It is understood that teachers are responsible for the education of the students in their care. Many are unaware that our responsibility to our students goes beyond academics. We are also caretakers, responsible for the wellbeing of the child within our classroom as well as becoming aware of their wellbeing outside of the classroom. In order to exemplify an understanding of professional responsibilities and policies (HOPE standard E3), we must be aware of our role as providers of a safe environment. The Archdiocese of Seattle requires all people who come into contact with youth and vulnerable adults through church-sanctioned volunteer or paid work to complete a Safe Environment training. While the circumstances that led to these trainings is unfortunate, it is beneficial that the Church make its members aware of the signs of abuse and how to respond to suspected abuse. I believe this program prepared me for being more alert to signs of abuse that a student might show as well as behaviors of adults that may be red flags.

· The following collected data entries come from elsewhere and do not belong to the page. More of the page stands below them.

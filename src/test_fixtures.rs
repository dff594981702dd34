//! Test fixtures and utilities for reducing test setup duplication.
//!
//! This module provides:
//! - [`StaticBundleResolver`]: bundles held in memory instead of on disk
//! - [`BundleBuilder`]: fluent construction of bundle definitions
//! - policy body snippets carrying each kind of reference
//! - temp directories with bundle files
//!
//! # Usage
//!
//! ```ignore
//! use crate::test_fixtures::{BundleBuilder, StaticBundleResolver, policy_body, include};
//!
//! let (info, contents) = BundleBuilder::new("oauth")
//!     .policy("p1", GUID, "Token", "/OAuth", &policy_body(&[include(OTHER)]))
//!     .build();
//! let resolver = StaticBundleResolver::new().with(info.clone(), contents);
//! ```

use std::collections::BTreeMap;
use std::sync::Arc;

use tempfile::TempDir;

use crate::domain::{
    BundleContents, BundleInfo, BundleItem, CertificateDefinition, EncapsulatedAssertionDefinition,
    EntityCategory, PolicyDefinition, ServiceDefinition,
};
use crate::error::{self, Result};
use crate::resolver::BundleResolver;

/// Bundle resolver over definitions built in memory
#[derive(Debug, Default)]
pub struct StaticBundleResolver {
    bundles: BTreeMap<String, (BundleInfo, BundleContents)>,
}

impl StaticBundleResolver {
    #[must_use]
    pub fn new() -> Self {
        Self::default()
    }

    #[must_use]
    pub fn with(mut self, info: BundleInfo, contents: BundleContents) -> Self {
        self.insert(info, contents);
        self
    }

    pub fn insert(&mut self, info: BundleInfo, contents: BundleContents) {
        self.bundles.insert(info.id.clone(), (info, contents));
    }
}

impl BundleResolver for StaticBundleResolver {
    fn get_bundle_item(
        &self,
        bundle_id: &str,
        category: EntityCategory,
    ) -> Result<Option<Arc<BundleItem>>> {
        let (_, contents) = self
            .bundles
            .get(bundle_id)
            .ok_or_else(|| error::bundle::not_found(bundle_id))?;
        Ok(contents.item(category).map(Arc::new))
    }

    fn get_result_list(&self) -> Vec<BundleInfo> {
        self.bundles.values().map(|(info, _)| info.clone()).collect()
    }
}

/// Fluent builder for a bundle's descriptor and definitions
#[derive(Debug)]
pub struct BundleBuilder {
    info: BundleInfo,
    contents: BundleContents,
}

impl BundleBuilder {
    /// Version 1.0.0 bundle named after its id
    #[must_use]
    pub fn new(id: &str) -> Self {
        Self {
            info: BundleInfo::new(id, id, semver::Version::new(1, 0, 0)),
            contents: BundleContents::default(),
        }
    }

    #[must_use]
    pub fn prerequisite_folders(mut self, folders: &[&str]) -> Self {
        self.info = self.info.with_prerequisite_folders(folders.iter().copied());
        self
    }

    #[must_use]
    pub fn folder(mut self, path: &str) -> Self {
        self.contents.folders.push(path.to_string());
        self
    }

    #[must_use]
    pub fn certificate(mut self, id: &str, name: &str, issuer: &str, serial: &str) -> Self {
        self.contents.certificates.push(CertificateDefinition {
            id: id.to_string(),
            name: name.to_string(),
            issuer: issuer.to_string(),
            serial: serial.to_string(),
            pem: None,
        });
        self
    }

    #[must_use]
    pub fn encass(mut self, id: &str, guid: &str, name: &str, folder: &str, body: &str) -> Self {
        self.contents
            .encapsulated_assertions
            .push(EncapsulatedAssertionDefinition {
                id: id.to_string(),
                guid: guid.to_string(),
                name: name.to_string(),
                folder: folder.to_string(),
                body: body.to_string(),
            });
        self
    }

    #[must_use]
    pub fn policy(mut self, id: &str, guid: &str, name: &str, folder: &str, body: &str) -> Self {
        self.contents.policies.push(PolicyDefinition {
            id: id.to_string(),
            guid: guid.to_string(),
            name: name.to_string(),
            folder: folder.to_string(),
            body: body.to_string(),
        });
        self
    }

    #[must_use]
    pub fn service(
        mut self,
        id: &str,
        name: &str,
        folder: &str,
        uri: Option<&str>,
        body: &str,
    ) -> Self {
        self.contents.services.push(ServiceDefinition {
            id: id.to_string(),
            name: name.to_string(),
            folder: folder.to_string(),
            uri: uri.map(str::to_string),
            body: body.to_string(),
        });
        self
    }

    #[must_use]
    pub fn build(self) -> (BundleInfo, BundleContents) {
        (self.info, self.contents)
    }
}

/// A policy document holding `assertions` in its top-level `All`
#[must_use]
pub fn policy_body(assertions: &[String]) -> String {
    format!(
        "<wsp:Policy xmlns:L7p=\"http://www.layer7tech.com/ws/policy\" xmlns:wsp=\"http://schemas.xmlsoap.org/ws/2002/12/policy\">\n  <wsp:All wsp:Usage=\"Required\">\n{}  </wsp:All>\n</wsp:Policy>\n",
        assertions.concat()
    )
}

/// Include of the policy with `guid`
#[must_use]
pub fn include(guid: &str) -> String {
    format!("    <L7p:Include>\n      <L7p:PolicyGuid stringValue=\"{guid}\"/>\n    </L7p:Include>\n")
}

/// Invocation of an encapsulated assertion by GUID and name
#[must_use]
pub fn encass_ref(guid: &str, name: &str) -> String {
    format!(
        "    <L7p:Encapsulated>\n      <L7p:EncapsulatedAssertionConfigGuid stringValue=\"{guid}\"/>\n      <L7p:EncapsulatedAssertionConfigName stringValue=\"{name}\"/>\n    </L7p:Encapsulated>\n"
    )
}

/// Query through the JDBC connection `name`
#[must_use]
pub fn jdbc_ref(name: &str) -> String {
    format!(
        "    <L7p:JdbcQuery>\n      <L7p:ConnectionName stringValue=\"{name}\"/>\n      <L7p:SqlQuery stringValue=\"SELECT 1\"/>\n    </L7p:JdbcQuery>\n"
    )
}

/// Create a temp directory in the system temp location.
///
/// # Panics
///
/// Panics if the temp directory cannot be created.
#[must_use]
pub fn create_temp_dir() -> TempDir {
    TempDir::new().expect("Failed to create temp directory")
}

/// Create test files in a directory.
///
/// Takes a list of (path, content) tuples and creates those files.
/// Paths are relative to the provided base directory.
///
/// # Panics
///
/// Panics if any file cannot be created.
pub fn create_test_files(temp: &TempDir, files: &[(&str, &str)]) {
    for (path, content) in files {
        let full_path = temp.path().join(path);
        if let Some(parent) = full_path.parent() {
            std::fs::create_dir_all(parent).expect("Failed to create parent directory");
        }
        std::fs::write(&full_path, content).expect("Failed to write test file");
    }
}

#[cfg(test)]
#[allow(clippy::expect_used)]
mod tests {
    use super::*;
    use crate::references::{PolicyXml, Reference, ReferenceScanner};

    #[test]
    fn test_create_test_files() {
        let temp = create_temp_dir();
        create_test_files(&temp, &[("a/bundle.yaml", "id: a"), ("a/p.xml", "<Policy/>")]);
        assert!(temp.path().join("a/bundle.yaml").exists());
        assert!(temp.path().join("a/p.xml").exists());
    }

    #[test]
    fn test_static_resolver_hands_out_items() {
        let (info, contents) = BundleBuilder::new("b")
            .policy("p1", "g1", "P", "/", "<Policy/>")
            .build();
        let resolver = StaticBundleResolver::new().with(info, contents);

        let item = resolver
            .get_bundle_item("b", EntityCategory::Policy)
            .unwrap()
            .unwrap();
        assert_eq!(item.len(), 1);
        assert!(resolver.get_bundle_item("nope", EntityCategory::Policy).is_err());
    }

    #[test]
    fn test_snippets_are_scannable() {
        let body = policy_body(&[include("g1"), encass_ref("g2", "Lookup"), jdbc_ref("OAuth")]);
        let references = PolicyXml.scan(&body).unwrap();
        assert_eq!(
            references,
            vec![
                Reference::PolicyInclude {
                    guid: "g1".to_string()
                },
                Reference::EncapsulatedAssertion {
                    guid: Some("g2".to_string()),
                    name: Some("Lookup".to_string())
                },
                Reference::JdbcConnection {
                    name: "OAuth".to_string()
                },
            ]
        );
    }
}
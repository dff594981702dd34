//! JDBC connection references
//!
//! Connections are never created by an install. This stage collects the
//! connection names the bundle's bodies use and records, for each, the name
//! the bodies should carry on the target:
//!
//! - a `use_existing` mapping renames the connection
//! - an `ignore` mapping keeps the name without checking the target
//! - otherwise the connection has to exist on the target under its own name
//!
//! Names left unrecorded make the bodies referencing them fail to resolve.

use std::collections::BTreeSet;

use super::StageRun;
use super::resolution::Owner;
use crate::domain::{EntityCategory, MappingAction};
use crate::error::Result;
use crate::management::Selector;
use crate::references::{DocumentError, Reference, ReferenceScanner};

const CATEGORY: EntityCategory = EntityCategory::JdbcConnection;

/// Distinct connection names referenced by one body
pub fn referenced_connections(
    scanner: &dyn ReferenceScanner,
    body: &str,
) -> std::result::Result<BTreeSet<String>, DocumentError> {
    Ok(scanner
        .scan(body)?
        .into_iter()
        .filter_map(|reference| match reference {
            Reference::JdbcConnection { name } => Some(name),
            _ => None,
        })
        .collect())
}

pub(crate) fn install(run: &mut StageRun<'_>) -> Result<()> {
    let mut names = BTreeSet::new();
    for (category, name, body) in run.contents.bodies() {
        let owner = Owner { category, name };
        names.extend(
            referenced_connections(run.engine.scanner(), body).map_err(|e| {
                crate::error::reference::parse_failed(owner.to_string(), e.to_string())
            })?,
        );
    }

    for name in &names {
        match run.ctx().mapping().action(CATEGORY, &[name]) {
            Some(MappingAction::UseExisting(target)) => {
                tracing::debug!(connection = %name, target = %target, "connection mapped");
                run.ids.record_id(name, target);
                run.result.record_reused(CATEGORY, name);
            }
            Some(MappingAction::Ignore) => {
                run.ids.record_id(name, name);
            }
            Some(MappingAction::Delete) => {
                tracing::debug!(connection = %name, "connection removed by mapping");
            }
            None => {
                let existing = run
                    .remote
                    .find(CATEGORY, Selector::Name { name: name.clone() })?;
                match existing {
                    Some(found) => {
                        run.ids.record_id(name, &found.name);
                        run.result.record_reused(CATEGORY, name);
                    }
                    None => {
                        tracing::warn!(connection = %name, "referenced connection does not exist on the target");
                    }
                }
            }
        }
    }
    Ok(())
}

#[cfg(test)]
mod tests {
    use super::*;
    use crate::references::PolicyXml;

    #[test]
    fn test_single_connection_reference() {
        let body = r#"<wsp:Policy xmlns:L7p="http://www.layer7tech.com/ws/policy">
  <wsp:All>
    <L7p:JdbcQuery>
      <L7p:ConnectionName stringValue="OAuth"/>
      <L7p:SqlQuery stringValue="SELECT 1"/>
    </L7p:JdbcQuery>
  </wsp:All>
</wsp:Policy>"#;
        let names = referenced_connections(&PolicyXml, body).unwrap();
        assert_eq!(names, BTreeSet::from(["OAuth".to_string()]));
    }

    #[test]
    fn test_no_connection_reference() {
        let body = r#"<wsp:Policy xmlns:L7p="http://www.layer7tech.com/ws/policy">
  <wsp:All>
    <L7p:Include>
      <L7p:PolicyGuid stringValue="506589b0-eba5-4b3f-81b5-be7809817623"/>
    </L7p:Include>
  </wsp:All>
</wsp:Policy>"#;
        assert!(referenced_connections(&PolicyXml, body).unwrap().is_empty());
    }

    #[test]
    fn test_repeated_connection_is_reported_once() {
        let body = r#"<Policy>
  <JdbcQuery><ConnectionName stringValue="OAuth"/></JdbcQuery>
  <JdbcQuery><ConnectionName stringValue="OAuth"/></JdbcQuery>
  <JdbcQuery><ConnectionName stringValue="Audit"/></JdbcQuery>
</Policy>"#;
        let names = referenced_connections(&PolicyXml, body).unwrap();
        assert_eq!(names.len(), 2);
    }
}
//! Caller-supplied mapping overrides
//!
//! A [`BundleMapping`] overrides the automatic existence detection for
//! individual bundle members. Members without an entry are auto-detected.

use std::collections::HashMap;

use super::EntityCategory;

/// What to do with one bundle member instead of auto-detecting it
#[derive(Debug, Clone, PartialEq, Eq)]
pub enum MappingAction {
    /// Skip the member; references to it are resolved against the target
    Ignore,
    /// Drop the member from the install set; references to it stay unresolved
    Delete,
    /// Map the member onto an entity that already exists on the target
    ///
    /// The value is the category's reference currency: the GUID for
    /// policies and encapsulated assertions, the connection name for JDBC
    /// connections and the target id otherwise.
    UseExisting(String),
}

/// Mapping overrides keyed by (category, source identifier)
#[derive(Debug, Clone, Default, PartialEq, Eq)]
pub struct BundleMapping {
    entries: HashMap<(EntityCategory, String), MappingAction>,
}

impl BundleMapping {
    pub fn new() -> Self {
        Self::default()
    }

    pub fn insert(
        &mut self,
        category: EntityCategory,
        source: impl Into<String>,
        action: MappingAction,
    ) -> Option<MappingAction> {
        self.entries.insert((category, source.into()), action)
    }

    #[must_use]
    pub fn with(
        mut self,
        category: EntityCategory,
        source: impl Into<String>,
        action: MappingAction,
    ) -> Self {
        self.insert(category, source, action);
        self
    }

    /// The override for the first of `keys` that has one
    ///
    /// Members are looked up by source id first and GUID second, so callers
    /// pass `[id, guid]` for GUID-carrying categories.
    pub fn action(&self, category: EntityCategory, keys: &[&str]) -> Option<&MappingAction> {
        keys.iter()
            .find_map(|key| self.entries.get(&(category, (*key).to_string())))
    }

    pub fn is_deleted(&self, category: EntityCategory, keys: &[&str]) -> bool {
        matches!(self.action(category, keys), Some(MappingAction::Delete))
    }

    pub fn len(&self) -> usize {
        self.entries.len()
    }

    pub fn is_empty(&self) -> bool {
        self.entries.is_empty()
    }
}
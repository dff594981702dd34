//! References embedded in policy bodies
//!
//! Policy bodies are opaque documents that reference other entities by GUID
//! or by name. Installers never parse them into the domain model; they only
//! ask a [`ReferenceScanner`] which references a body holds and hand a
//! [`ReferenceRewriter`] the replacements to apply.
//!
//! [`PolicyXml`] implements both for XML policy documents.

pub mod policy_xml;
pub mod variables;

use std::collections::HashMap;
use std::fmt;

use thiserror::Error;

pub use policy_xml::PolicyXml;

/// One reference found in a policy body
#[derive(Debug, Clone, PartialEq, Eq)]
pub enum Reference {
    /// Include of another policy fragment, by GUID
    PolicyInclude { guid: String },
    /// Invocation of an encapsulated assertion, by GUID and/or name
    EncapsulatedAssertion {
        guid: Option<String>,
        name: Option<String>,
    },
    /// Use of a JDBC connection, by name
    JdbcConnection { name: String },
}

/// A location inside a policy body that holds a reference value
#[derive(Debug, Clone, Copy, PartialEq, Eq, Hash)]
pub enum ReferenceSlot {
    PolicyGuid,
    EncapsulatedGuid,
    EncapsulatedName,
    ConnectionName,
}

impl ReferenceSlot {
    const ALL: [ReferenceSlot; 4] = [
        ReferenceSlot::PolicyGuid,
        ReferenceSlot::EncapsulatedGuid,
        ReferenceSlot::EncapsulatedName,
        ReferenceSlot::ConnectionName,
    ];

    /// Local name of the element that encloses the slot element
    pub fn parent(self) -> &'static str {
        match self {
            ReferenceSlot::PolicyGuid => "Include",
            ReferenceSlot::EncapsulatedGuid | ReferenceSlot::EncapsulatedName => "Encapsulated",
            ReferenceSlot::ConnectionName => "JdbcQuery",
        }
    }

    /// Local name of the element carrying the value
    pub fn element(self) -> &'static str {
        match self {
            ReferenceSlot::PolicyGuid => "PolicyGuid",
            ReferenceSlot::EncapsulatedGuid => "EncapsulatedAssertionConfigGuid",
            ReferenceSlot::EncapsulatedName => "EncapsulatedAssertionConfigName",
            ReferenceSlot::ConnectionName => "ConnectionName",
        }
    }

    /// The slot an element with this local name under this parent represents
    pub fn locate(parent: &str, element: &str) -> Option<ReferenceSlot> {
        Self::ALL
            .into_iter()
            .find(|slot| slot.parent() == parent && slot.element() == element)
    }
}

/// Replacement values keyed by slot and current value
#[derive(Debug, Clone, Default, PartialEq, Eq)]
pub struct Rewrites {
    replacements: HashMap<(ReferenceSlot, String), String>,
}

impl Rewrites {
    pub fn new() -> Self {
        Self::default()
    }

    /// Replace `from` with `to` wherever it appears in `slot`; no-op pairs are dropped
    pub fn insert(&mut self, slot: ReferenceSlot, from: impl Into<String>, to: impl Into<String>) {
        let from = from.into();
        let to = to.into();
        if from != to {
            self.replacements.insert((slot, from), to);
        }
    }

    pub fn get(&self, slot: ReferenceSlot, value: &str) -> Option<&str> {
        self.replacements
            .get(&(slot, value.to_string()))
            .map(String::as_str)
    }

    pub fn len(&self) -> usize {
        self.replacements.len()
    }

    pub fn is_empty(&self) -> bool {
        self.replacements.is_empty()
    }
}

/// A policy body that could not be read
#[derive(Debug, Error)]
#[error("{reason}")]
pub struct DocumentError {
    reason: String,
}

impl DocumentError {
    pub(crate) fn from_display(err: impl fmt::Display) -> Self {
        Self {
            reason: err.to_string(),
        }
    }
}

/// Finds the references a policy body holds
pub trait ReferenceScanner {
    /// References in document order
    fn scan(&self, body: &str) -> Result<Vec<Reference>, DocumentError>;
}

/// Substitutes reference values inside a policy body
pub trait ReferenceRewriter {
    /// Apply `rewrites`, returning `body` unchanged when nothing matches
    fn rewrite(&self, body: &str, rewrites: &Rewrites) -> Result<String, DocumentError>;
}
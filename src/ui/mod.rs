//! UI/Progress presentation layer
//!
//! This module handles:
//! - Stage progress of running installs, using indicatif
//! - Silent progress for tests and non-interactive runs
//! - Console summaries of install results ([`display`])
//!
//! The installer reports through the [`StageReporter`] trait and never
//! writes to the terminal itself.

pub mod display;

use indicatif::{ProgressBar, ProgressStyle};

use crate::domain::InstallResult;
use crate::installer::InstallStage;

/// Receives stage transitions of one or more installs
pub trait StageReporter {
    /// A new bundle starts installing
    fn start_bundle(&mut self, bundle_name: &str, current: usize, total: usize);

    /// The installer entered `stage`
    fn stage_started(&mut self, stage: InstallStage);

    /// The current bundle reached the final stage
    fn finish_bundle(&mut self, result: &InstallResult);

    /// Abandon on error or cancellation
    fn abandon(&mut self);
}

/// Spinner with a stage counter, drawn on stderr
pub struct InteractiveStageReporter {
    stage_pb: ProgressBar,
    bundle: String,
}

impl InteractiveStageReporter {
    pub fn new() -> Self {
        let style = ProgressStyle::default_spinner()
            .template("{spinner:.cyan} [{pos}/{len}] {msg}")
            .unwrap_or_else(|_| ProgressStyle::default_spinner());

        let stage_pb = ProgressBar::new(InstallStage::SEQUENCE.len() as u64);
        stage_pb.set_style(style);

        Self {
            stage_pb,
            bundle: String::new(),
        }
    }
}

impl Default for InteractiveStageReporter {
    fn default() -> Self {
        Self::new()
    }
}

impl StageReporter for InteractiveStageReporter {
    fn start_bundle(&mut self, bundle_name: &str, current: usize, total: usize) {
        self.bundle = if total > 1 {
            format!("({current}/{total}) {bundle_name}")
        } else {
            bundle_name.to_string()
        };
        self.stage_pb.reset();
        self.stage_pb.set_message(self.bundle.clone());
    }

    fn stage_started(&mut self, stage: InstallStage) {
        if let Some(position) = InstallStage::SEQUENCE.iter().position(|s| *s == stage) {
            self.stage_pb.set_position(position as u64 + 1);
        }
        self.stage_pb.set_message(format!("{}: {stage}", self.bundle));
        self.stage_pb.tick();
    }

    fn finish_bundle(&mut self, result: &InstallResult) {
        self.stage_pb
            .finish_with_message(format!("{}: {} created", self.bundle, result.total_created()));
    }

    fn abandon(&mut self) {
        self.stage_pb.abandon();
    }
}

/// No-op reporter
#[derive(Debug, Default)]
pub struct SilentStageReporter;

impl StageReporter for SilentStageReporter {
    fn start_bundle(&mut self, _bundle_name: &str, _current: usize, _total: usize) {}

    fn stage_started(&mut self, _stage: InstallStage) {}

    fn finish_bundle(&mut self, _result: &InstallResult) {}

    fn abandon(&mut self) {}
}
//! File system errors

use super::GatebundleError;

/// Creates a file not found error
pub fn not_found(path: impl Into<String>) -> GatebundleError {
    GatebundleError::FileNotFound { path: path.into() }
}

/// Creates a file read failed error
pub fn read_failed(path: impl Into<String>, reason: impl Into<String>) -> GatebundleError {
    GatebundleError::FileReadFailed {
        path: path.into(),
        reason: reason.into(),
    }
}

/// Creates a file write failed error
pub fn write_failed(path: impl Into<String>, reason: impl Into<String>) -> GatebundleError {
    GatebundleError::FileWriteFailed {
        path: path.into(),
        reason: reason.into(),
    }
}
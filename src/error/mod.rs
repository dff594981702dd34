//! Error types and handling for gatebundle
//!
//! Uses `thiserror` for error definitions and `miette` for pretty diagnostics.
//!
//! This module is organized into sub-modules by error domain:
//! - [`bundle`]: Bundle lookup and definition errors
//! - [`config`]: Configuration errors
//! - [`mapping`]: Mapping-override errors
//! - [`management`]: Management protocol errors
//! - [`install`]: Installation errors (resolution, folders, cancellation)
//! - [`reference`]: Policy document errors
//! - [`fs`]: File system errors

pub mod bundle;
pub mod config;
pub mod fs;
pub mod install;
pub mod management;
pub mod mapping;
pub mod reference;

#[cfg(test)]
mod tests;

use miette::Diagnostic;
use thiserror::Error;

/// Main error type for gatebundle operations
#[derive(Error, Diagnostic, Debug)]
pub enum GatebundleError {
    // Bundle errors
    #[error("Bundle '{name}' not found")]
    #[diagnostic(
        code(gatebundle::bundle::not_found),
        help("Run 'gatebundle list' to see the bundles available in the bundles directory")
    )]
    BundleNotFound { name: String },

    #[error("Invalid bundle '{bundle}': {message}")]
    #[diagnostic(code(gatebundle::bundle::invalid))]
    InvalidBundle { bundle: String, message: String },

    #[error("Circular reference between {category} definitions: {chain}")]
    #[diagnostic(
        code(gatebundle::bundle::circular),
        help("Break the cycle so that every reference points at a definition installed earlier")
    )]
    CircularReference { category: String, chain: String },

    // Configuration errors
    #[error("Configuration file not found: {path}")]
    #[diagnostic(code(gatebundle::config::not_found))]
    ConfigNotFound { path: String },

    #[error("Failed to parse configuration file: {path}")]
    #[diagnostic(code(gatebundle::config::parse_failed))]
    ConfigParseFailed { path: String, reason: String },

    #[error("Invalid configuration: {message}")]
    #[diagnostic(code(gatebundle::config::invalid))]
    ConfigInvalid { message: String },

    #[error("Failed to read configuration file: {path}")]
    #[diagnostic(code(gatebundle::config::read_failed))]
    ConfigReadFailed { path: String, reason: String },

    // Mapping errors
    #[error("Invalid mapping for {category} '{source_id}': {message}")]
    #[diagnostic(
        code(gatebundle::mapping::invalid),
        help("'use_existing' needs a target; 'ignore' and 'delete' take none")
    )]
    InvalidMapping {
        category: String,
        source_id: String,
        message: String,
    },

    // Management protocol errors
    #[error("Management operation '{operation}' failed: {reason}")]
    #[diagnostic(code(gatebundle::management::fault))]
    ManagementFault { operation: String, reason: String },

    #[error("Unexpected response to '{operation}': {message}")]
    #[diagnostic(code(gatebundle::management::unexpected_response))]
    UnexpectedResponse { operation: String, message: String },

    #[error("Failed to reach target: {reason}")]
    #[diagnostic(code(gatebundle::management::transport))]
    TransportFailed { reason: String },

    // Installation errors
    #[error("{owner} references {category} '{reference}' which cannot be resolved")]
    #[diagnostic(
        code(gatebundle::install::unresolved_reference),
        help(
            "Install the bundle providing it first, add a 'use_existing' mapping, or run with --dry-run to list every missing dependency"
        )
    )]
    UnresolvedReference {
        owner: String,
        category: String,
        reference: String,
    },

    #[error("Failed to create folder '{path}': {reason}")]
    #[diagnostic(code(gatebundle::install::folder_failed))]
    FolderCreateFailed { path: String, reason: String },

    #[error("Installation cancelled during {stage}")]
    #[diagnostic(
        code(gatebundle::install::cancelled),
        help("Entities created before cancellation were kept; re-running the install reuses them")
    )]
    Cancelled { stage: String },

    #[error("{owner} was rejected before saving: {reason}")]
    #[diagnostic(
        code(gatebundle::install::pre_save_rejected),
        help("Define the missing value in the `variables` section of gatebundle.yaml or pass --var NAME=VALUE")
    )]
    PreSaveRejected { owner: String, reason: String },

    // Policy document errors
    #[error("Failed to parse policy document of {owner}: {reason}")]
    #[diagnostic(code(gatebundle::reference::parse_failed))]
    PolicyParseFailed { owner: String, reason: String },

    // File system errors
    #[error("File not found: {path}")]
    #[diagnostic(code(gatebundle::fs::not_found))]
    FileNotFound { path: String },

    #[error("Failed to read file: {path}")]
    #[diagnostic(code(gatebundle::fs::read_failed))]
    FileReadFailed { path: String, reason: String },

    #[error("Failed to write file: {path}")]
    #[diagnostic(code(gatebundle::fs::write_failed))]
    FileWriteFailed { path: String, reason: String },

    #[error("IO error: {message}")]
    #[diagnostic(code(gatebundle::fs::io_error))]
    IoError { message: String },
}

impl GatebundleError {
    /// Whether this error reports a cooperative cancellation rather than a fault
    pub fn is_cancellation(&self) -> bool {
        matches!(self, GatebundleError::Cancelled { .. })
    }
}

impl From<std::io::Error> for GatebundleError {
    fn from(err: std::io::Error) -> Self {
        GatebundleError::IoError {
            message: err.to_string(),
        }
    }
}

impl From<serde_yaml::Error> for GatebundleError {
    fn from(err: serde_yaml::Error) -> Self {
        GatebundleError::ConfigParseFailed {
            path: "unknown".to_string(),
            reason: err.to_string(),
        }
    }
}

impl From<serde_json::Error> for GatebundleError {
    fn from(err: serde_json::Error) -> Self {
        GatebundleError::ConfigParseFailed {
            path: "unknown".to_string(),
            reason: err.to_string(),
        }
    }
}

/// Result type alias using miette for error handling
pub type Result<T> = miette::Result<T, GatebundleError>;
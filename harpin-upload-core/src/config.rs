//! Process-wide settings for one upload run.
//!
//! A [`Settings`] value is built once (defaults, optionally overridden by the
//! CLI's YAML file) and then only ever borrowed. Nothing in the core reads
//! globals.

use std::time::Duration;

use tracing::{debug, info};

use crate::retry::RetryPolicy;

pub const DEFAULT_API_BASE_URL: &str = "https://api.harpin.ai";
pub const FLAT_FILE_SOURCE_SYSTEM: &str = "flatFile";
pub const DEFAULT_MAX_CONCURRENT_UPLOADS: usize = 3;
pub const DEFAULT_MAX_FILE_SIZE_BYTES: u64 = 5 * 1024 * 1024 * 1024;
pub const DEFAULT_POLL_INTERVAL: Duration = Duration::from_secs(5);
pub const DEFAULT_REQUEST_TIMEOUT: Duration = Duration::from_secs(30);
pub const DEFAULT_STORAGE_TIMEOUT: Duration = Duration::from_secs(300);

#[derive(Debug, Clone, PartialEq)]
pub struct Settings {
    /// Origin of every metadata call (`/token`, `/sources/...`). No trailing slash.
    pub api_base_url: String,
    /// Value `sourceSystem` must carry for a source to accept uploads.
    pub source_system: String,
    /// In-progress uploads at or above this count block a new one.
    pub max_concurrent_uploads: usize,
    pub max_file_size: u64,
    pub retry: RetryPolicy,
    pub poll_interval: Duration,
    pub request_timeout: Duration,
    pub storage_timeout: Duration,
}

impl Default for Settings {
    fn default() -> Self {
        Self {
            api_base_url: DEFAULT_API_BASE_URL.to_string(),
            source_system: FLAT_FILE_SOURCE_SYSTEM.to_string(),
            max_concurrent_uploads: DEFAULT_MAX_CONCURRENT_UPLOADS,
            max_file_size: DEFAULT_MAX_FILE_SIZE_BYTES,
            retry: RetryPolicy::default(),
            poll_interval: DEFAULT_POLL_INTERVAL,
            request_timeout: DEFAULT_REQUEST_TIMEOUT,
            storage_timeout: DEFAULT_STORAGE_TIMEOUT,
        }
    }
}

impl Settings {
    pub fn trace_loaded(&self) {
        info!(
            api_base_url = %self.api_base_url,
            max_concurrent_uploads = self.max_concurrent_uploads,
            max_file_size = self.max_file_size,
            "Loaded settings"
        );
        debug!(settings = ?self, "Settings loaded (full debug)");
    }
}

Recognizing abuse is a situation we hope we will never have to face, but it is one of the sad realities of being a teacher. It is also an opportunity to step in at a time when a child needs you most. Teachers have a unique role in that they see students almost as much as parents do, but also see a different side of them, perhaps one they would not show their parents or family. In order to work in a public school, I was asked to complete a background check and became familiar with abuse reporting policies for teachers. The Catholic school took it one step further in helping us better understand warning behaviors from both children and the adults who may take advantage of them; they also require annual refresher trainings in order to continue working around children. Even if I do not end up in a Catholic school in my employment, I intend to continue with these trainings, as they have helped me understand my responsibility to my students and have better prepared me for that responsibility.
E3: Exemplify an understanding of professional responsibilities and policies. Teaching is a profession that includes many responsibilities, since we are often a major influence on the lives of many children. While some of these responsibilities are easy to handle, such as watching over the wellbeing of our students when they are in our classroom, there are other responsibilities that may be emotionally painful to fulfill. The one I think I might struggle with most is my role as a mandated reporter for suspicion of child abuse or neglect. For our Professional Issues course (EDU 6134), we read Washington State’s Guide for Recognizing and Reporting Child Abuse and Neglect, shown in Figure 1.
Even when simply reading the text, I was overcome with emotion and fear of having to report abuse in the students with whom I will build relationships. I never want to see abuse in my family, my circle of friends, or my classroom, but unfortunately it is something that could happen, and I have to be prepared for it. Not only will I report suspected abuse because it is the law, I will do it because I care about the people around me and don’t want to see them harmed. If any intervention from the state takes place in the household of one of my students, I will try to continue to maintain the classroom as a safe place to come and be a “normal” child, even while their life may shift around them. It is my hope that I will be surrounded by friends and family that will offer emotional support if I ever have to report suspected abuse. Being able to come home and behave as if nothing had happened is unlikely, but support might help me deal with the emotions that accompany evils such as realizing the presence abuse.
Washington State Department of Social & Health Services: Children’s Administration. (2010). Protecting the abused & neglected child: a guide for recognizing & reporting child abuse & neglect. (DSHS 22-163).